These beliefs were in direct opposition to the majority of respondents, both librarians and teachers, who viewed the use of teen literature about school shootings as a potential tool to open discussion and to teach empathy and compassion for peers.

Tool for Teens and Teaching about Warning Signs

Several statements that respondents were asked to place in the digital card sort survey aligned with the broader concept of using teen literature about school shootings as a tool in the classroom. These statements included “as a tool for discussion,” “bibliotherapy,” “a tool for motivating change agents,” “a tool for strengthening empathy and compassion,” and “a vehicle for activism.” The responses to these statements were consistent between librarians and teachers, and were in favor of this concept. The highest response rate was to the statement that this literature is “a tool for discussion” in the classroom, with 76% of the teachers strongly agreed, and 80% of librarians strongly agreed. This belief was echoed in the qualitative responses to the survey, and nearly all respondents noted the use of literature as a tool in the classroom in some way. Respondents included comments in the qualitative open-ended prompts about the use of teen literature as a tool to teach empathy, develop compassion, spark discussion, provide emotional support, alleviate anxiety, and assist in making students take drills more seriously. As one teacher put it, “To ignore the power that literature can have in helping students deal with and process these events would be negligent on our part.” The first qualitative prompt asked respondents to explain their reasoning for the placement of the top three items that they most strongly agreed or disagreed with, and of the 109 comments submitted for this question, 68 were coded as “use as a tool in the classroom” in general (with most of those subcategorized as for discussion) or for “empathy and compassion” in the classroom.

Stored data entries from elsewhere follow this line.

#[cfg(test)]
mod tests {
    use super::*;

    fn base_type(name: &str, size: i64) -> TypeInfo {
        let mut t = TypeInfo::with_kind(TypeKind::BaseType);
        t.name = name.to_string();
        t.size = size;
        t
    }

    fn record(name: &str, size: i64, fields: Vec<FieldInfo>) -> TypeInfo {
        let mut t = TypeInfo::with_kind(TypeKind::Structure);
        t.name = name.to_string();
        t.size = size;
        for f in fields {
            t.push_field(f);
        }
        t
    }

    fn index_with(types: Vec<TypeInfo>) -> DwarfIndex {
        let mut index = DwarfIndex {
            pointer_size: 8,
            ..Default::default()
        };
        for t in types {
            let name = t.name.clone();
            index.root.types.insert(name, t);
        }
        index
    }

    #[test]
    fn split_scopes_respects_angle_brackets() {
        assert_eq!(
            split_scopes("AAA::BBB<T>::CCC(aaa)"),
            vec!["AAA", "BBB<T>", "CCC(aaa)"]
        );
        assert_eq!(
            split_scopes("std::map<std::pair<A, B>, C>"),
            vec!["std", "map<std::pair<A, B>, C>"]
        );
        assert_eq!(split_scopes("int"), vec!["int"]);
        assert!(split_scopes("").is_empty());
    }

    #[test]
    fn consume_angle_bracket_takes_outer_group() {
        assert_eq!(consume_angle_bracket("wrap<std::pair<A, B> >"), "std::pair<A, B>");
        assert_eq!(consume_angle_bracket("wrap<int>"), "int");
        assert_eq!(consume_angle_bracket("no_brackets"), "");
    }

    #[test]
    fn unwrap_parameterized_storage_known_wrappers() {
        assert_eq!(
            unwrap_parameterized_storage("__gnu_cxx::__aligned_membuf<std::pair<const long, A> >"),
            Some("std::pair<const long, A>".to_string())
        );
        assert_eq!(
            unwrap_parameterized_storage("__gnu_cxx::__aligned_buffer<int>"),
            Some("int".to_string())
        );
        assert_eq!(unwrap_parameterized_storage("std::vector<int>"), None);
    }

    #[test]
    fn get_type_walks_namespaces() {
        let mut ns = TypeInfo::with_kind(TypeKind::Namespace);
        ns.name = "outer".to_string();
        ns.types.insert("A".to_string(), record("A", 8, vec![]));
        let index = index_with(vec![ns]);

        assert!(index.get_type("outer::A").is_ok());
        assert!(index.get_type("outer::B").unwrap_err().is_not_found());
        // A namespace is not a valid lookup result.
        assert!(matches!(
            index.get_type("outer"),
            Err(Error::InvalidArgument(_))
        ));
        assert!(matches!(index.get_type(""), Err(Error::InvalidArgument(_))));
    }

    #[test]
    fn get_type_follows_typedefs_from_root() {
        let mut ns = TypeInfo::with_kind(TypeKind::Namespace);
        ns.name = "n".to_string();
        ns.typedefs
            .insert("alias".to_string(), "target::T".to_string());
        let mut target_ns = TypeInfo::with_kind(TypeKind::Namespace);
        target_ns.name = "target".to_string();
        target_ns.types.insert("T".to_string(), record("T", 4, vec![]));
        let index = index_with(vec![ns, target_ns]);

        let found = index.get_type("n::alias").unwrap();
        assert_eq!(found.name, "T");
    }

    #[test]
    fn get_type_descends_anonymous_namespaces() {
        let mut anon = TypeInfo::with_kind(TypeKind::Namespace);
        anon.name = "Anon_1234".to_string();
        anon.types.insert("Hidden".to_string(), record("Hidden", 16, vec![]));
        let index = index_with(vec![anon]);

        let found = index.get_type("(anonymous namespace)::Hidden").unwrap();
        assert_eq!(found.name, "Hidden");
    }

    #[test]
    fn get_type_descends_empty_named_children() {
        let mut outer = record("Outer", 24, vec![]);
        let mut empty = TypeInfo::with_kind(TypeKind::Structure);
        empty.types.insert("Inner".to_string(), record("Inner", 8, vec![]));
        outer.types.insert(String::new(), empty);
        let index = index_with(vec![outer]);

        assert!(index.get_type("Outer::Inner").is_ok());
    }

    #[test]
    fn get_field_covers_offsets_and_detects_conflicts() {
        let index = index_with(vec![
            record(
                "A",
                16,
                vec![FieldInfo::new("x", 0, "long"), FieldInfo::new("y", 8, "long")],
            ),
            record(
                "P",
                16,
                vec![
                    FieldInfo::new("first", 0, "long"),
                    FieldInfo::new("second", 0, "Empty"),
                ],
            ),
        ]);

        assert_eq!(index.get_field("A", 0).unwrap().name, "x");
        // Offset 4 is covered by x, which starts at 0.
        assert_eq!(index.get_field("A", 4).unwrap().name, "x");
        assert_eq!(index.get_field("A", 8).unwrap().name, "y");
        assert!(matches!(
            index.get_field("A", 16),
            Err(Error::InvalidArgument(_))
        ));
        assert!(matches!(
            index.get_field("A", -1),
            Err(Error::InvalidArgument(_))
        ));
        // Two fields share offset 0 in P; the caller resolves that.
        assert!(index.get_field("P", 0).unwrap_err().is_not_found());
    }

    #[test]
    fn push_field_dedupes_and_indexes() {
        let mut t = record("T", 8, vec![]);
        t.push_field(FieldInfo::new("x", 0, "int"));
        t.push_field(FieldInfo::new("x", 0, "int"));
        t.push_field(FieldInfo::new("y", 4, "int"));
        assert_eq!(t.fields.len(), 2);
        assert_eq!(t.offset_index.len(), 2);
    }

    #[test]
    fn post_process_assigns_pointer_sizes_and_collects_maps() {
        let mut ptr = TypeInfo::with_kind(TypeKind::PointerLike);
        ptr.name = "A*".to_string();
        let mut func = TypeInfo::with_kind(TypeKind::Subprogram);
        func.name = "_Z3foov".to_string();
        func.formal_parameters = vec!["std::allocator<A>".to_string()];
        func.heapalloc_sites
            .insert(Frame::new("foo", 3, 1), "A".to_string());
        let mut index = index_with(vec![ptr, func]);
        index.post_process();

        assert_eq!(index.root.types["A*"].size, 8);
        assert_eq!(
            index.formal_parameters("_Z3foov").unwrap(),
            &["std::allocator<A>".to_string()][..]
        );
        assert_eq!(index.heapalloc_type(&Frame::new("foo", 3, 1)).unwrap(), "A");
        assert!(index.heapalloc_type(&Frame::new("foo", 3, 2)).unwrap_err().is_not_found());
    }

    #[test]
    fn insert_rejects_pointer_size_mismatch() {
        let mut a = index_with(vec![base_type("int", 4)]);
        let b = DwarfIndex {
            pointer_size: 4,
            root: {
                let mut root = TypeInfo::default();
                root.types.insert("char".to_string(), base_type("char", 1));
                root
            },
            ..Default::default()
        };
        assert!(matches!(a.insert(b), Err(Error::Internal(_))));
    }

    #[test]
    fn absorb_merges_nested_types() {
        let mut a = record("A", 8, vec![FieldInfo::new("x", 0, "long")]);
        let mut other = record("A", -1, vec![FieldInfo::new("x", 0, "long")]);
        other
            .types
            .insert("Inner".to_string(), record("Inner", 4, vec![]));
        a.absorb(other);
        assert_eq!(a.size, 8);
        assert_eq!(a.fields.len(), 1);
        assert!(a.types.contains_key("Inner"));
    }
}
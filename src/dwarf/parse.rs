//! DWARF walk that populates a [`DwarfIndex`].
//!
//! The walk runs in two phases per input file. A name pre-pass assigns every
//! named (or anonymous) type DIE its qualified name, and records the
//! signature-to-name map for type units. The visit pass then dispatches on
//! each top-level DIE tag and builds the type forest, resolving field and
//! parameter type references through the name map.

use crate::error::{Error, Result};
use crate::retriever::FileRetriever;
use gimli::{AttributeValue, EndianSlice, RunTimeEndian, UnitSectionOffset};
use log::{info, warn};
use object::{Object, ObjectSection};
use std::collections::HashMap;
use std::fs::File;
use std::path::{Path, PathBuf};

use super::{
    ANON_PREFIX, ANON_SIG_PREFIX, DwarfIndex, FieldInfo, Frame, TypeInfo, TypeKind,
    unwrap_parameterized_storage,
};

/// Producer extension tag attached to heap-allocation statements.
pub const DW_TAG_GOOGLE_HEAPALLOC: gimli::DwTag = gimli::DwTag(0x4090);

type Slice<'i> = EndianSlice<'i, RunTimeEndian>;
type Unit<'i> = gimli::Unit<Slice<'i>>;
type Die<'abbrev, 'unit, 'i> = gimli::DebuggingInformationEntry<'abbrev, 'unit, Slice<'i>>;

/// One binary to index: a build-id plus its path and optional split-debug
/// path.
#[derive(Debug, Clone, PartialEq, Eq, Hash)]
pub struct FetchRequest {
    pub build_id: String,
    pub binary_path: PathBuf,
    pub dwarf_path: Option<PathBuf>,
}

#[derive(Debug, Clone)]
pub struct FetchOptions {
    pub read_subprograms: bool,
    pub parse_thread_count: u32,
}

impl Default for FetchOptions {
    fn default() -> Self {
        FetchOptions {
            read_subprograms: false,
            parse_thread_count: 1,
        }
    }
}

/// Builds the index for a set of binaries. Paths are resolved through the
/// retriever; the split-debug file of a request is parsed alongside its
/// binary when it is a distinct file.
pub fn fetch(
    retriever: &dyn FileRetriever,
    requests: &[FetchRequest],
    options: &FetchOptions,
) -> Result<DwarfIndex> {
    let mut index = DwarfIndex::default();
    for request in requests {
        info!("processing build_id: {}", request.build_id);
        let binary = retriever.retrieve(&request.build_id, &request.binary_path)?;
        let mut pack = parse_file(&binary, options)?;
        if let Some(dwarf_path) = &request.dwarf_path
            && dwarf_path != &request.binary_path
        {
            match retriever.retrieve(&request.build_id, dwarf_path) {
                Ok(split) => {
                    let split_pack = parse_file(&split, options)?;
                    pack.insert(split_pack)?;
                }
                Err(e) => warn!("failed to get split debug file for {}: {e}", request.build_id),
            }
        }
        index.insert(pack)?;
    }
    index.post_process();
    Ok(index)
}

/// Parses one object file (a binary, split-debug file, or `.dwp`) into a
/// fresh index. Sections are looked up by their regular name first and their
/// `.dwo` name second, so package files parse through the same path.
pub fn parse_file(path: &Path, options: &FetchOptions) -> Result<DwarfIndex> {
    info!("parsing dwarf file: {}", path.display());
    let file = File::open(path)?;
    let mmap = unsafe { memmap2::Mmap::map(&file) }?;
    let object = object::File::parse(&*mmap).map_err(|e| Error::Parse {
        path: path.display().to_string(),
        reason: e.to_string(),
    })?;

    if object.section_by_name(".debug_info").is_none()
        && object.section_by_name(".debug_info.dwo").is_none()
    {
        return Err(Error::MissingDebugInfo {
            path: path.display().to_string(),
        });
    }

    let endian = if object.is_little_endian() {
        RunTimeEndian::Little
    } else {
        RunTimeEndian::Big
    };

    let load_section = |id: gimli::SectionId| -> std::result::Result<Slice<'_>, gimli::Error> {
        let data = object
            .section_by_name(id.name())
            .or_else(|| id.dwo_name().and_then(|name| object.section_by_name(name)))
            .and_then(|section| section.data().ok())
            .unwrap_or(&[]);
        Ok(EndianSlice::new(data, endian))
    };
    let dwarf = gimli::Dwarf::load(load_section).map_err(|e| Error::Parse {
        path: path.display().to_string(),
        reason: e.to_string(),
    })?;

    parse_dwarf(&dwarf, options).map_err(|e| match e {
        Error::Parse { reason, .. } => Error::Parse {
            path: path.display().to_string(),
            reason,
        },
        other => other,
    })
}

fn gimli_err(e: gimli::Error) -> Error {
    Error::Parse {
        path: String::new(),
        reason: e.to_string(),
    }
}

fn parse_dwarf(dwarf: &gimli::Dwarf<Slice<'_>>, options: &FetchOptions) -> Result<DwarfIndex> {
    let mut units = Vec::new();
    let mut iter = dwarf.units();
    while let Some(header) = iter.next().map_err(gimli_err)? {
        units.push(dwarf.unit(header).map_err(gimli_err)?);
    }
    let mut type_iter = dwarf.debug_types.units();
    while let Some(header) = type_iter.next().map_err(gimli_err)? {
        units.push(dwarf.unit(header).map_err(gimli_err)?);
    }

    let set = UnitSet { dwarf, units };
    let names = set.build_names()?;

    let walker = Walker {
        set: &set,
        names: &names,
        read_subprograms: options.read_subprograms,
    };

    let workers = (options.parse_thread_count.max(1) as usize).min(set.units.len().max(1));
    if workers <= 1 {
        let mut index = DwarfIndex::default();
        for unit in &set.units {
            walker.visit_unit(&mut index, unit)?;
        }
        return Ok(index);
    }

    // Workers take whole units round-robin into private packs; the packs are
    // deep-merged afterwards so the visible root space is written once.
    let partial: Vec<Result<DwarfIndex>> = std::thread::scope(|scope| {
        let mut handles = Vec::with_capacity(workers);
        for worker in 0..workers {
            let walker = &walker;
            let set = &set;
            handles.push(scope.spawn(move || {
                let mut index = DwarfIndex::default();
                for unit in set.units.iter().skip(worker).step_by(workers) {
                    walker.visit_unit(&mut index, unit)?;
                }
                Ok(index)
            }));
        }
        handles.into_iter().map(|h| h.join().expect("parser worker panicked")).collect()
    });

    let mut index = DwarfIndex::default();
    for pack in partial {
        index.insert(pack?)?;
    }
    Ok(index)
}

/// All units of one file plus the section data, for cross-unit reference
/// resolution.
struct UnitSet<'d, 'i> {
    dwarf: &'d gimli::Dwarf<Slice<'i>>,
    units: Vec<Unit<'i>>,
}

/// Qualified names per DIE plus the type-unit signature map.
#[derive(Default)]
struct Names {
    qualified: HashMap<UnitSectionOffset, String>,
    signature_to_type_name: HashMap<u64, String>,
}

fn is_scope_tag(tag: gimli::DwTag) -> bool {
    matches!(
        tag,
        gimli::DW_TAG_namespace
            | gimli::DW_TAG_class_type
            | gimli::DW_TAG_structure_type
            | gimli::DW_TAG_union_type
    )
}

fn is_named_type_tag(tag: gimli::DwTag) -> bool {
    matches!(
        tag,
        gimli::DW_TAG_namespace
            | gimli::DW_TAG_class_type
            | gimli::DW_TAG_structure_type
            | gimli::DW_TAG_union_type
            | gimli::DW_TAG_enumeration_type
            | gimli::DW_TAG_base_type
            | gimli::DW_TAG_typedef
    )
}

impl<'i> UnitSet<'_, 'i> {
    fn die_short_name(&self, unit: &Unit<'i>, die: &Die<'_, '_, 'i>) -> Option<String> {
        let value = die.attr_value(gimli::DW_AT_name).ok()??;
        let s = self.dwarf.attr_string(unit, value).ok()?;
        Some(s.to_string_lossy().into_owned())
    }

    fn die_linkage_name(&self, unit: &Unit<'i>, die: &Die<'_, '_, 'i>) -> Option<String> {
        let value = die.attr_value(gimli::DW_AT_linkage_name).ok()??;
        let s = self.dwarf.attr_string(unit, value).ok()?;
        Some(s.to_string_lossy().into_owned())
    }

    fn section_offset(&self, unit: &Unit<'i>, die: &Die<'_, '_, 'i>) -> UnitSectionOffset {
        die.offset().to_unit_section_offset(unit)
    }

    /// Follows a reference attribute to its DIE, across units if needed.
    fn referenced_die<'a>(
        &'a self,
        unit: &'a Unit<'i>,
        value: AttributeValue<Slice<'i>>,
    ) -> Option<(&'a Unit<'i>, gimli::UnitOffset)> {
        match value {
            AttributeValue::UnitRef(offset) => Some((unit, offset)),
            AttributeValue::DebugInfoRef(offset) => {
                let target = UnitSectionOffset::DebugInfoOffset(offset);
                self.units
                    .iter()
                    .find_map(|u| target.to_unit_offset(u).map(|off| (u, off)))
            }
            _ => None,
        }
    }

    fn referenced_type<'a>(
        &'a self,
        unit: &'a Unit<'i>,
        die: &Die<'_, '_, 'i>,
    ) -> Option<(&'a Unit<'i>, gimli::UnitOffset)> {
        let value = die.attr_value(gimli::DW_AT_type).ok()??;
        self.referenced_die(unit, value)
    }

    /// Builds the qualified-name map and the signature map, walking each unit
    /// once with a scope stack.
    fn build_names(&self) -> Result<Names> {
        let mut names = Names::default();
        for unit in &self.units {
            let mut cursor = unit.entries();
            let mut depth = 0isize;
            let mut scopes: Vec<(isize, String)> = Vec::new();
            while let Some((delta, entry)) = cursor.next_dfs().map_err(gimli_err)? {
                depth += delta;
                while let Some((scope_depth, _)) = scopes.last() {
                    if *scope_depth >= depth {
                        scopes.pop();
                    } else {
                        break;
                    }
                }
                let tag = entry.tag();
                if !is_named_type_tag(tag) {
                    continue;
                }
                let offset = self.section_offset(unit, entry);
                let short = self
                    .die_short_name(unit, entry)
                    .unwrap_or_else(|| format!("{ANON_PREFIX}{}", section_offset_value(offset)));
                let qualified = if scopes.is_empty() {
                    short.clone()
                } else {
                    let path: Vec<&str> = scopes.iter().map(|(_, n)| n.as_str()).collect();
                    format!("{}::{}", path.join("::"), short)
                };
                names.qualified.insert(offset, qualified);
                if is_scope_tag(tag) {
                    scopes.push((depth, short));
                }
            }

            // Type units additionally publish their root type under the unit
            // signature.
            if let gimli::UnitType::Type { type_signature, type_offset }
            | gimli::UnitType::SplitType { type_signature, type_offset } =
                unit.header.type_()
            {
                let offset = type_offset.to_unit_section_offset(unit);
                let mut type_name = names.qualified.get(&offset).cloned().unwrap_or_default();
                if type_name.is_empty() || type_name.starts_with(ANON_PREFIX) {
                    type_name = format!("{ANON_SIG_PREFIX}{}", type_signature.0);
                }
                names
                    .signature_to_type_name
                    .insert(type_signature.0, type_name);
            }
        }
        Ok(names)
    }
}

Many of the respondents noted that this type of literature can be most helpful in teaching the warning signs that students can look for in their peers. As one respondent noted, “This [use of literature] would hopefully lead to students feeling a strong sense of urgency in preventing school shootings,” and another noted that this should be “more seriously addressed among our students to try to prevent behaviors that would trigger these shootings.” A teacher respondent also noted that this literature can “have a proactive impact on students and their awareness of others.” One respondent pointed out that this “allows students to recognize the patterns” of potential school shooters.

This concept of using the literature as a warning tool also emerged multiple times in one of the online focus group discussions comprised of early career teachers. As one early career teacher noted, “I believe literature like this would be an eye-opener for students. It would teach them that if they hear something or see something, they should report it.” Another male graduate student (an early career teacher who is not an English language arts teacher) noted that “teaching students warning signs and expressing the need to report this kind of information is an essential part of school safety.” In response to his comment, a female graduate student in the same comment thread noted that when teaching novels like this, “warning signs and opportunities to take proactive responsibility need to accompany a reading.” Another stated that this work “entails teaching coping skills when times are difficult, problem-solving skills to ensure all students feel safe, and identifying behaviors in students that are concerning.” Another early career teacher in this thread noted the pressure felt by both adults and students to respond to warning signs when he stated that “every day I hear someone slam a door or drop something loudly and my heart skips a beat for a moment. . . . Not only am I now responsible for protecting my children against guns, but I am also responsible for finding every single warning sign and making the correct decision every single time I try to help a kid I think is in emotional trouble. It is mentally and physically exhausting, but now is a reality for most of us.”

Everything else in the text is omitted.